Raw data:
_ _ _

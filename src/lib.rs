//! Ticker lookup pipeline for the admin dashboard: submit a symbol, unwrap
//! the endpoint's payload, reshape its column-major blocks into rows,
//! project the four dashboard tables and render them to HTML surfaces.

pub mod columnar;
pub mod config;
pub mod controller;
pub mod error;
pub mod fetch;
pub mod payload;
pub mod render;
pub mod surface;
pub mod views;

pub use columnar::{columnar_to_rows, Row};
pub use config::Config;
pub use controller::{Outcome, SubmissionController};
pub use error::SubmitError;
pub use payload::unwrap_payload;
pub use render::render_table;
pub use views::{project_all, Table, ViewKind};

_ _ _

Work item:
Every line of the listing that holds the word "columnar" should be counted. Please give that number only.

Solved exercise:
2